** Directions for this task **
Among the lines below, how many carry the string "CurrentStatePositionPartial"? Reply with a number and nothing else.

** Available records **

•••••

//! # Parameter catalog and index assignment
//!
//! The builders never walk a flat parameter list: they consume three ordered views of
//! the estimated parameters through the [`ParameterCatalog`] trait.
//!
//! ```text
//! columns  0 ........ 6k-1 | 6k ....... 6k+s-1 | 6k+s ....................... P-1
//!          initial states  | scalar parameters | vector parameters (own widths)
//!          (6-wide blocks) | (1-wide)          |
//! ```
//!
//! [`EstimatableParameterSet`] is the provided implementation. Index assignment is a
//! pure fold over each ordered pass, so blocks are contiguous, non-overlapping and
//! deterministic for a given input order. Scalar and vector views are keyed by the start
//! column of the parameter, which doubles as its stable integer id.
use std::collections::{BTreeMap, HashSet};

use nalgebra::DVector;

use crate::parameters::{EstimatableParameter, ParameterIdentifier, ParameterIndex};
use crate::partials_errors::PartialsError;

/// Read-only views of an estimated-parameter set, as consumed by the partial builders.
pub trait ParameterCatalog {
    /// Initial-state parameters, in estimation order.
    fn initial_state_parameters(&self) -> Vec<&EstimatableParameter>;

    /// Scalar parameters keyed by their start column.
    fn scalar_parameters(&self) -> BTreeMap<usize, &EstimatableParameter>;

    /// Vector parameters keyed by their start column.
    fn vector_parameters(&self) -> BTreeMap<usize, &EstimatableParameter>;
}

/// Assign consecutive blocks to `parameters`, starting at `first_column`.
///
/// Return
/// ----------
/// * The `(index, parameter)` pairs in input order, and the first free column after them.
fn assign_blocks(
    parameters: Vec<EstimatableParameter>,
    first_column: usize,
) -> (Vec<(ParameterIndex, EstimatableParameter)>, usize) {
    parameters.into_iter().fold(
        (Vec::new(), first_column),
        |(mut blocks, start), parameter| {
            let index = ParameterIndex::new(start, parameter.width());
            blocks.push((index, parameter));
            (blocks, index.end())
        },
    )
}

/// Ordered set of estimated parameters with its global index assignment.
#[derive(Debug, Clone, Default)]
pub struct EstimatableParameterSet {
    initial_states: Vec<(ParameterIndex, EstimatableParameter)>,
    scalars: BTreeMap<usize, EstimatableParameter>,
    vectors: BTreeMap<usize, EstimatableParameter>,
    total_size: usize,
}

impl EstimatableParameterSet {
    /// Partition `parameters` into the three passes and assign their indices.
    ///
    /// Relative order inside each pass follows the input order. Initial-state kinds go
    /// first, then scalar-valued parameters, then every other vector-valued parameter.
    ///
    /// Arguments
    /// -----------------
    /// * `parameters`: All estimated parameters.
    ///
    /// Return
    /// ----------
    /// * The catalog, or [`PartialsError::InvalidParameter`] if two parameters share an
    ///   identifier (for link properties: the same kind, link ends and observable).
    pub fn new(parameters: Vec<EstimatableParameter>) -> Result<Self, PartialsError> {
        let mut seen = HashSet::new();
        for parameter in &parameters {
            let key = (
                parameter.identifier().clone(),
                parameter.observation_link().map(|link| link.observable),
            );
            if !seen.insert(key) {
                return Err(PartialsError::InvalidParameter(format!(
                    "{} is estimated more than once",
                    parameter.identifier()
                )));
            }
        }

        let (initial, rest): (Vec<_>, Vec<_>) = parameters
            .into_iter()
            .partition(|p| p.kind().is_initial_state());
        let (scalar, vector): (Vec<_>, Vec<_>) =
            rest.into_iter().partition(|p| p.kind().is_scalar());

        let (initial_states, after_initial) = assign_blocks(initial, 0);
        let (scalars, after_scalar) = assign_blocks(scalar, after_initial);
        let (vectors, total_size) = assign_blocks(vector, after_scalar);

        Ok(EstimatableParameterSet {
            initial_states,
            scalars: scalars
                .into_iter()
                .map(|(index, p)| (index.start, p))
                .collect(),
            vectors: vectors
                .into_iter()
                .map(|(index, p)| (index.start, p))
                .collect(),
            total_size,
        })
    }

    /// Total number of columns of the design matrix.
    pub fn total_parameter_size(&self) -> usize {
        self.total_size
    }

    pub fn len(&self) -> usize {
        self.initial_states.len() + self.scalars.len() + self.vectors.len()
    }

    pub fn is_empty(&self) -> bool {
        self.len() == 0
    }

    /// All `(index, identifier)` pairs in column order.
    pub fn parameter_indices(&self) -> Vec<(ParameterIndex, &ParameterIdentifier)> {
        self.initial_states
            .iter()
            .map(|(index, p)| (*index, p.identifier()))
            .chain(
                self.scalars
                    .iter()
                    .chain(self.vectors.iter())
                    .map(|(start, p)| (ParameterIndex::new(*start, p.width()), p.identifier())),
            )
            .collect()
    }

    /// Column block assigned to the parameter with this identifier.
    pub fn parameter_index(&self, identifier: &ParameterIdentifier) -> Option<ParameterIndex> {
        self.parameter_indices()
            .into_iter()
            .find(|(_, id)| *id == identifier)
            .map(|(index, _)| index)
    }

    /// Concatenated current values of all parameters, in column order.
    pub fn parameter_values(&self) -> DVector<f64> {
        let mut values = DVector::zeros(self.total_size);
        let blocks = self
            .initial_states
            .iter()
            .map(|(index, p)| (*index, p))
            .chain(
                self.scalars
                    .iter()
                    .chain(self.vectors.iter())
                    .map(|(start, p)| (ParameterIndex::new(*start, p.width()), p)),
            );
        for (index, parameter) in blocks {
            values
                .rows_mut(index.start, index.width)
                .copy_from(&parameter.value().as_vector());
        }
        values
    }
}

impl ParameterCatalog for EstimatableParameterSet {
    fn initial_state_parameters(&self) -> Vec<&EstimatableParameter> {
        self.initial_states.iter().map(|(_, p)| p).collect()
    }

    fn scalar_parameters(&self) -> BTreeMap<usize, &EstimatableParameter> {
        self.scalars.iter().map(|(k, p)| (*k, p)).collect()
    }

    fn vector_parameters(&self) -> BTreeMap<usize, &EstimatableParameter> {
        self.vectors.iter().map(|(k, p)| (*k, p)).collect()
    }
}
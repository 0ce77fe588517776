//! # Link-end position partials
//!
//! Every mutual-approximation partial is built on the same substrate: the sensitivity of a
//! link end's inertial position to an estimated parameter, a `3 × N` matrix evaluated at the
//! link end's own epoch.
//!
//! ## Overview
//!
//! - [`PositionPartial`] – one `3 × N` sensitivity, refreshed per epoch from the link-end state.
//!   - [`CurrentStatePositionPartial`] – `∂r/∂(r, v) = [I₃ | 0₃]` for the body's current state.
//!   - [`GroundStationPositionPartial`] – `∂r/∂r_bf = R(t)`, the body-fixed → inertial rotation.
//! - [`PositionPartialProvider`] – answers "which link ends of this set move with this parameter"
//!   as a [`PositionPartialMap`] (role → partial). An empty map is the "no dependency" answer.
//! - [`EnvironmentPositionPartials`] – default provider, backed by per-body rotation models.
//!
//! Propagated sensitivities (state transition of an initial state to the epoch) are applied
//! afterwards by [`crate::design_matrix`]; the partials here are w.r.t. the *current* state.
//!
//! ## See also
//! ------------
//! * [`crate::observation_partials::ApproximationPartial`] – Chains these with the observable scaling.
//! * [`BodyRotationProvider`] – Rotation model consumed by ground-station partials.
use std::collections::{BTreeMap, HashMap};
use std::fmt;
use std::sync::Arc;

use hifitime::Epoch;
use log::warn;
use nalgebra::{DMatrix, Matrix3, Rotation3, Vector3};

use crate::constants::{GROUND_STATION_POSITION_SIZE, INITIAL_STATE_SIZE};
use crate::link_ends::{LinkEndState, LinkEndType, LinkEnds};
use crate::parameters::{EstimatableParameter, EstimatableParameterKind};

/// Sensitivity of one link end's inertial position to one parameter.
pub trait PositionPartial: Send + Sync + fmt::Debug {
    /// Number of columns `N` of [`PositionPartial::wrt_parameter`].
    fn parameter_size(&self) -> usize;

    /// `3 × N` partial of the inertial position, evaluated at `state.time`.
    fn wrt_parameter(&self, state: &LinkEndState) -> DMatrix<f64>;
}

/// Role → position partial, for the link ends of one set that depend on a parameter.
pub type PositionPartialMap = BTreeMap<LinkEndType, Box<dyn PositionPartial>>;

/// Partial of a body's position w.r.t. its own current Cartesian state `(r, v)`.
#[derive(Debug, Clone, Copy, Default)]
pub struct CurrentStatePositionPartial;

impl PositionPartial for CurrentStatePositionPartial {
    fn parameter_size(&self) -> usize {
        INITIAL_STATE_SIZE
    }

    fn wrt_parameter(&self, _state: &LinkEndState) -> DMatrix<f64> {
        let mut partial = DMatrix::zeros(3, INITIAL_STATE_SIZE);
        partial.fixed_view_mut::<3, 3>(0, 0).fill_with_identity();
        partial
    }
}

/// Orientation of a body's fixed frame w.r.t. the inertial frame.
pub trait BodyRotationProvider: Send + Sync + fmt::Debug {
    /// Rotation `R(t)` such that `r_inertial = R(t) · r_body_fixed`.
    fn body_fixed_to_inertial(&self, epoch: Epoch) -> Rotation3<f64>;
}

/// Uniform rotation about the body-fixed z axis.
///
/// `θ(t) = θ₀ + ω (t − t₀)`, with `ω` in rad/s.
#[derive(Debug, Clone, Copy, PartialEq)]
pub struct SimpleRotation {
    pub reference_epoch: Epoch,
    pub angle_at_reference: f64,
    pub rotation_rate: f64,
}

impl SimpleRotation {
    pub fn new(reference_epoch: Epoch, angle_at_reference: f64, rotation_rate: f64) -> Self {
        SimpleRotation {
            reference_epoch,
            angle_at_reference,
            rotation_rate,
        }
    }

    pub fn angle(&self, epoch: Epoch) -> f64 {
        self.angle_at_reference + self.rotation_rate * (epoch - self.reference_epoch).to_seconds()
    }
}

impl BodyRotationProvider for SimpleRotation {
    fn body_fixed_to_inertial(&self, epoch: Epoch) -> Rotation3<f64> {
        Rotation3::from_axis_angle(&Vector3::z_axis(), self.angle(epoch))
    }
}

/// Partial of a ground station's inertial position w.r.t. its body-fixed position.
#[derive(Debug, Clone)]
pub struct GroundStationPositionPartial {
    rotation: Arc<dyn BodyRotationProvider>,
}

impl GroundStationPositionPartial {
    pub fn new(rotation: Arc<dyn BodyRotationProvider>) -> Self {
        GroundStationPositionPartial { rotation }
    }
}

impl PositionPartial for GroundStationPositionPartial {
    fn parameter_size(&self) -> usize {
        GROUND_STATION_POSITION_SIZE
    }

    fn wrt_parameter(&self, state: &LinkEndState) -> DMatrix<f64> {
        let rotation: Matrix3<f64> = self.rotation.body_fixed_to_inertial(state.time).into_inner();
        DMatrix::from_iterator(3, 3, rotation.iter().copied())
    }
}

/// Source of link-end position partials for the partial builders.
///
/// Both queries return an empty map, never an error, when no link end of the set depends on
/// the body or parameter.
pub trait PositionPartialProvider {
    /// Partials w.r.t. the current Cartesian state of `body`, for every role located on it.
    fn position_partials_wrt_body(&self, link_ends: &LinkEnds, body: &str) -> PositionPartialMap;

    /// Partials w.r.t. an arbitrary (non link-property) parameter.
    fn position_partials_wrt_parameter(
        &self,
        link_ends: &LinkEnds,
        parameter: &EstimatableParameter,
    ) -> PositionPartialMap;
}

/// Position-partial provider backed by the environment's rotation models.
///
/// Ground-station position partials need the rotation of the station's body; register it
/// with [`EnvironmentPositionPartials::with_body_rotation`].
#[derive(Debug, Clone, Default)]
pub struct EnvironmentPositionPartials {
    rotations: HashMap<String, Arc<dyn BodyRotationProvider>>,
}

impl EnvironmentPositionPartials {
    pub fn new() -> Self {
        Self::default()
    }

    pub fn with_body_rotation(
        mut self,
        body: impl Into<String>,
        rotation: Arc<dyn BodyRotationProvider>,
    ) -> Self {
        self.rotations.insert(body.into(), rotation);
        self
    }

    fn ground_station_partials(
        &self,
        link_ends: &LinkEnds,
        body: &str,
        station: Option<&str>,
    ) -> PositionPartialMap {
        let roles: Vec<LinkEndType> = link_ends
            .iter()
            .filter(|(_, id)| id.body == body && id.reference_point.as_deref() == station)
            .map(|(role, _)| *role)
            .collect();
        if roles.is_empty() {
            return PositionPartialMap::new();
        }

        let Some(rotation) = self.rotations.get(body) else {
            warn!(
                "No rotation model for body {body}; ground station {} position partials not created",
                station.unwrap_or("")
            );
            return PositionPartialMap::new();
        };

        roles
            .into_iter()
            .map(|role| {
                let partial: Box<dyn PositionPartial> =
                    Box::new(GroundStationPositionPartial::new(Arc::clone(rotation)));
                (role, partial)
            })
            .collect()
    }
}

impl PositionPartialProvider for EnvironmentPositionPartials {
    fn position_partials_wrt_body(&self, link_ends: &LinkEnds, body: &str) -> PositionPartialMap {
        link_ends
            .roles_on_body(body)
            .map(|role| {
                let partial: Box<dyn PositionPartial> = Box::new(CurrentStatePositionPartial);
                (role, partial)
            })
            .collect()
    }

    fn position_partials_wrt_parameter(
        &self,
        link_ends: &LinkEnds,
        parameter: &EstimatableParameter,
    ) -> PositionPartialMap {
        let identifier = parameter.identifier();
        match identifier.kind {
            EstimatableParameterKind::InitialBodyState
            | EstimatableParameterKind::ArcWiseInitialBodyState => {
                self.position_partials_wrt_body(link_ends, identifier.body_name())
            }
            EstimatableParameterKind::GroundStationPosition => self.ground_station_partials(
                link_ends,
                identifier.body_name(),
                identifier.sub_kind.as_deref(),
            ),
            _ => PositionPartialMap::new(),
        }
    }
}
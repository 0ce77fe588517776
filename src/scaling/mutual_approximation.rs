//! Scalings of the mutual-approximation central instant.
//!
//! Two formulations of the same event coexist:
//!
//! * [`MutualApproximationScaling`] treats the central instant `t_c` as the observable and
//!   differentiates the implicit condition `f(t_c) = d·ḋ = 0`.
//! * [`ModifiedMutualApproximationScaling`] uses the apparent-distance rate `ṡ` at the
//!   observation epoch, which vanishes at `t_c`. No second derivative of the geometry is
//!   involved, so the dependent-variable accelerations are not needed.
use hifitime::Epoch;

use crate::link_ends::LinkEndStates;
use crate::partials_errors::PartialsError;
use crate::scaling::{
    GeometrySource, ObservableScaling, ScalingCache, ScalingFactors, ScalingVariant,
};

/// `∂t_c/∂r = −(∂f/∂r) / ḟ`
#[derive(Debug)]
pub struct MutualApproximationScaling {
    source: GeometrySource,
    cache: ScalingCache,
}

impl MutualApproximationScaling {
    pub fn new(source: GeometrySource) -> Self {
        MutualApproximationScaling {
            source,
            cache: ScalingCache::new(),
        }
    }
}

impl ObservableScaling for MutualApproximationScaling {
    fn variant(&self) -> ScalingVariant {
        ScalingVariant::CentralInstant
    }

    fn cache(&self) -> &ScalingCache {
        &self.cache
    }

    fn update(&self, states: &LinkEndStates, epoch: Epoch) -> Result<(), PartialsError> {
        let geometry = self.source.apparent_separation(states)?;
        let rows = [
            geometry.central_instant_partial(0)?,
            geometry.central_instant_partial(1)?,
        ];
        self.cache.store(ScalingFactors::new(
            epoch,
            [&rows[..1], &rows[1..]],
            geometry.transmitter_velocities,
        ))
    }
}

/// `∂ṡ/∂r`, with `ṡ` the apparent-distance rate
#[derive(Debug)]
pub struct ModifiedMutualApproximationScaling {
    source: GeometrySource,
    cache: ScalingCache,
}

impl ModifiedMutualApproximationScaling {
    pub fn new(source: GeometrySource) -> Self {
        ModifiedMutualApproximationScaling {
            source,
            cache: ScalingCache::new(),
        }
    }
}

impl ObservableScaling for ModifiedMutualApproximationScaling {
    fn variant(&self) -> ScalingVariant {
        ScalingVariant::ModifiedCentralInstant
    }

    fn cache(&self) -> &ScalingCache {
        &self.cache
    }

    fn update(&self, states: &LinkEndStates, epoch: Epoch) -> Result<(), PartialsError> {
        let geometry = self.source.apparent_separation(states)?;
        let rows = geometry.d_apparent_distance_rate;
        self.cache.store(ScalingFactors::new(
            epoch,
            [&rows[..1], &rows[1..]],
            geometry.transmitter_velocities,
        ))
    }
}
impl EstimatableParameter {
    /// Build a parameter from its identifier and value.
    ///
    /// Arguments
    /// -----------------
    /// * `identifier`: Identity of the parameter.
    /// * `value`: Current value; must be scalar for scalar kinds and have the kind's fixed
    ///   width otherwise.
    ///
    /// Return
    /// ----------
    /// * The parameter, or [`PartialsError::InvalidParameter`] on a value/kind mismatch
    ///   (link-property kinds must use [`EstimatableParameter::observation_bias`]).
    pub fn new(
        identifier: ParameterIdentifier,
        value: ParameterValue,
    ) -> Result<Self, PartialsError> {
        let kind = identifier.kind;
        if kind.is_observation_link_property() {
            return Err(PartialsError::InvalidParameter(format!(
                "{identifier} must be created with the link it applies to"
            )));
        }
        let scalar_value = matches!(value, ParameterValue::Scalar(_));
        if kind.is_scalar() != scalar_value || kind.fixed_width() != Some(value.width()) {
            return Err(PartialsError::InvalidParameter(format!(
                "{identifier} cannot hold a value of width {}",
                value.width()
            )));
        }
        Ok(EstimatableParameter {
            identifier,
            value,
            observation_link: None,
        })
    }

    /// Translational initial state of `body`.
    pub fn initial_body_state(body: &str, state: Vector6<f64>) -> Self {
        EstimatableParameter {
            identifier: ParameterIdentifier::new(
                EstimatableParameterKind::InitialBodyState,
                Some(body.to_string()),
                None,
            ),
            value: ParameterValue::Vector(DVector::from_column_slice(state.as_slice())),
            observation_link: None,
        }
    }

    /// Translational initial state of `body` at the start of arc `arc`.
    pub fn arc_wise_initial_body_state(body: &str, arc: usize, state: Vector6<f64>) -> Self {
        EstimatableParameter {
            identifier: ParameterIdentifier::new(
                EstimatableParameterKind::ArcWiseInitialBodyState,
                Some(body.to_string()),
                Some(format!("arc {arc}")),
            ),
            value: ParameterValue::Vector(DVector::from_column_slice(state.as_slice())),
            observation_link: None,
        }
    }

    /// Rotational initial state (quaternion, angular velocity) of `body`.
    pub fn initial_rotational_body_state(body: &str, state: SVector<f64, 7>) -> Self {
        EstimatableParameter {
            identifier: ParameterIdentifier::new(
                EstimatableParameterKind::InitialRotationalBodyState,
                Some(body.to_string()),
                None,
            ),
            value: ParameterValue::Vector(DVector::from_column_slice(state.as_slice())),
            observation_link: None,
        }
    }

    /// Gravitational parameter μ of `body`, m³/s².
    pub fn gravitational_parameter(body: &str, mu: f64) -> Self {
        EstimatableParameter {
            identifier: ParameterIdentifier::new(
                EstimatableParameterKind::GravitationalParameter,
                Some(body.to_string()),
                None,
            ),
            value: ParameterValue::Scalar(mu),
            observation_link: None,
        }
    }

    /// Post-Newtonian parameter γ (global).
    pub fn ppn_gamma(gamma: f64) -> Self {
        EstimatableParameter {
            identifier: ParameterIdentifier::new(
                EstimatableParameterKind::PpnParameterGamma,
                None,
                None,
            ),
            value: ParameterValue::Scalar(gamma),
            observation_link: None,
        }
    }

    pub fn radiation_pressure_coefficient(body: &str, coefficient: f64) -> Self {
        EstimatableParameter {
            identifier: ParameterIdentifier::new(
                EstimatableParameterKind::RadiationPressureCoefficient,
                Some(body.to_string()),
                None,
            ),
            value: ParameterValue::Scalar(coefficient),
            observation_link: None,
        }
    }

    /// Body-fixed position of ground station `station` on `body`, m.
    pub fn ground_station_position(body: &str, station: &str, position: Vector3<f64>) -> Self {
        EstimatableParameter {
            identifier: ParameterIdentifier::new(
                EstimatableParameterKind::GroundStationPosition,
                Some(body.to_string()),
                Some(station.to_string()),
            ),
            value: ParameterValue::Vector(DVector::from_column_slice(position.as_slice())),
            observation_link: None,
        }
    }

    /// Constant observation bias for one link and observable.
    ///
    /// Arguments
    /// -----------------
    /// * `relative`: `false` for an additive bias, `true` for a bias relative to the observation.
    /// * `link_ends`, `observable`: The link the bias applies to.
    /// * `bias`: Bias value, one entry per observable row.
    ///
    /// Return
    /// ----------
    /// * The parameter, or [`PartialsError::InvalidParameter`] if `bias` does not match the
    ///   observable size.
    pub fn observation_bias(
        relative: bool,
        link_ends: LinkEnds,
        observable: ObservableType,
        bias: DVector<f64>,
    ) -> Result<Self, PartialsError> {
        let kind = if relative {
            EstimatableParameterKind::ConstantRelativeObservationBias
        } else {
            EstimatableParameterKind::ConstantAdditiveObservationBias
        };
        if bias.len() != observable.observable_size() {
            return Err(PartialsError::InvalidParameter(format!(
                "{kind} for {observable} needs {} entries, got {}",
                observable.observable_size(),
                bias.len()
            )));
        }
        Ok(EstimatableParameter {
            identifier: ParameterIdentifier::new(kind, None, Some(link_ends.to_string())),
            value: ParameterValue::Vector(bias),
            observation_link: Some(ObservationLink {
                link_ends,
                observable,
            }),
        })
    }

    pub fn identifier(&self) -> &ParameterIdentifier {
        &self.identifier
    }

    pub fn kind(&self) -> EstimatableParameterKind {
        self.identifier.kind
    }

    pub fn value(&self) -> &ParameterValue {
        &self.value
    }

    pub fn width(&self) -> usize {
        self.value.width()
    }

    pub fn observation_link(&self) -> Option<&ObservationLink> {
        self.observation_link.as_ref()
    }

    pub fn is_observation_link_property(&self) -> bool {
        self.kind().is_observation_link_property()
    }
}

•••••

** Answer box **
4